= Beginning of Section =

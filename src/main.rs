// =============================================================================
// Tech Volatility Dashboard: Main Entry Point
// =============================================================================
//
// Fetches daily prices for the configured ticker universe, then serves
// rolling volatility, moving averages, 1-year return and the cross-ticker
// correlation heatmap over HTTP.  Price tables are cached per
// (tickers, period) and refetched once the cache TTL expires.
// =============================================================================

// ── Module declarations ──────────────────────────────────────────────────────
mod analytics;
mod api;
mod app_state;
mod error;
mod market_data;
mod runtime_config;
mod types;

use std::sync::Arc;
use tracing::{error, info, warn};
use tracing_subscriber::EnvFilter;

use crate::app_state::AppState;
use crate::market_data::YahooChartClient;
use crate::runtime_config::{RuntimeConfig, DEFAULT_CONFIG_PATH};

#[tokio::main]
async fn main() -> anyhow::Result<()> {
    // ── 1. Environment & config ──────────────────────────────────────────
    let _ = dotenv::dotenv();

    tracing_subscriber::fmt()
        .with_env_filter(
            EnvFilter::try_from_default_env().unwrap_or_else(|_| EnvFilter::new("info")),
        )
        .init();

    info!("Tech Volatility Dashboard starting up");

    let config_path =
        std::env::var("DASHBOARD_CONFIG").unwrap_or_else(|_| DEFAULT_CONFIG_PATH.into());
    let mut config = RuntimeConfig::load_or_init(&config_path).unwrap_or_else(|e| {
        warn!(error = %e, "Failed to load config, using defaults for this run");
        RuntimeConfig::default()
    });

    if let Err(e) = config.apply_env_overrides(|key| std::env::var(key).ok()) {
        warn!(error = %e, "Ignoring invalid environment override");
    }

    info!(
        tickers = ?config.tickers,
        period = %config.period,
        overlap_policy = %config.overlap_policy,
        cache_ttl_secs = config.cache_ttl_secs,
        "Configured universe"
    );

    // ── 2. Build shared state ────────────────────────────────────────────
    let provider = Arc::new(YahooChartClient::new(config.provider_base_url.clone()));
    let bind_addr = config.bind_addr.clone();
    let state = Arc::new(AppState::new(config, provider));

    // ── 3. Warm the price cache ──────────────────────────────────────────
    match state.load_universe().await {
        Ok(table) => info!(tickers = table.len(), "Initial price table loaded"),
        Err(e) => error!(error = %e, "Initial price fetch failed, will retry on first request"),
    }

    // ── 4. Serve the API ─────────────────────────────────────────────────
    let app = api::rest::router(state.clone());
    let listener = tokio::net::TcpListener::bind(&bind_addr).await?;
    info!(addr = %bind_addr, "API server listening");

    axum::serve(listener, app)
        .with_graceful_shutdown(shutdown_signal())
        .await?;

    info!("Tech Volatility Dashboard shut down complete.");
    Ok(())
}

async fn shutdown_signal() {
    if let Err(e) = tokio::signal::ctrl_c().await {
        error!(error = %e, "Failed to listen for shutdown signal");
        std::future::pending::<()>().await;
    }
    warn!("Shutdown signal received, stopping gracefully");
}
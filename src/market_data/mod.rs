pub mod cache;
pub mod price_table;
pub mod provider;
pub mod yahoo;

// Re-exports for convenient access (e.g. `use crate::market_data::PriceTable`).
pub use cache::{CacheStats, PriceCache};
pub use price_table::{PriceBar, PriceSeries, PriceTable};
pub use provider::PriceProvider;
pub use yahoo::YahooChartClient;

= End of Section =

What you are asked to do =>
Starting at the line that contains "pub mod price_table;", output every remaining line of the data exactly, and stop after the last one.

Answer to the problem =>
pub mod price_table;
pub mod provider;
pub mod yahoo;

// Re-exports for convenient access (e.g. `use crate::market_data::PriceTable`).
pub use cache::{CacheStats, PriceCache};
pub use price_table::{PriceBar, PriceSeries, PriceTable};
pub use provider::PriceProvider;
pub use yahoo::YahooChartClient;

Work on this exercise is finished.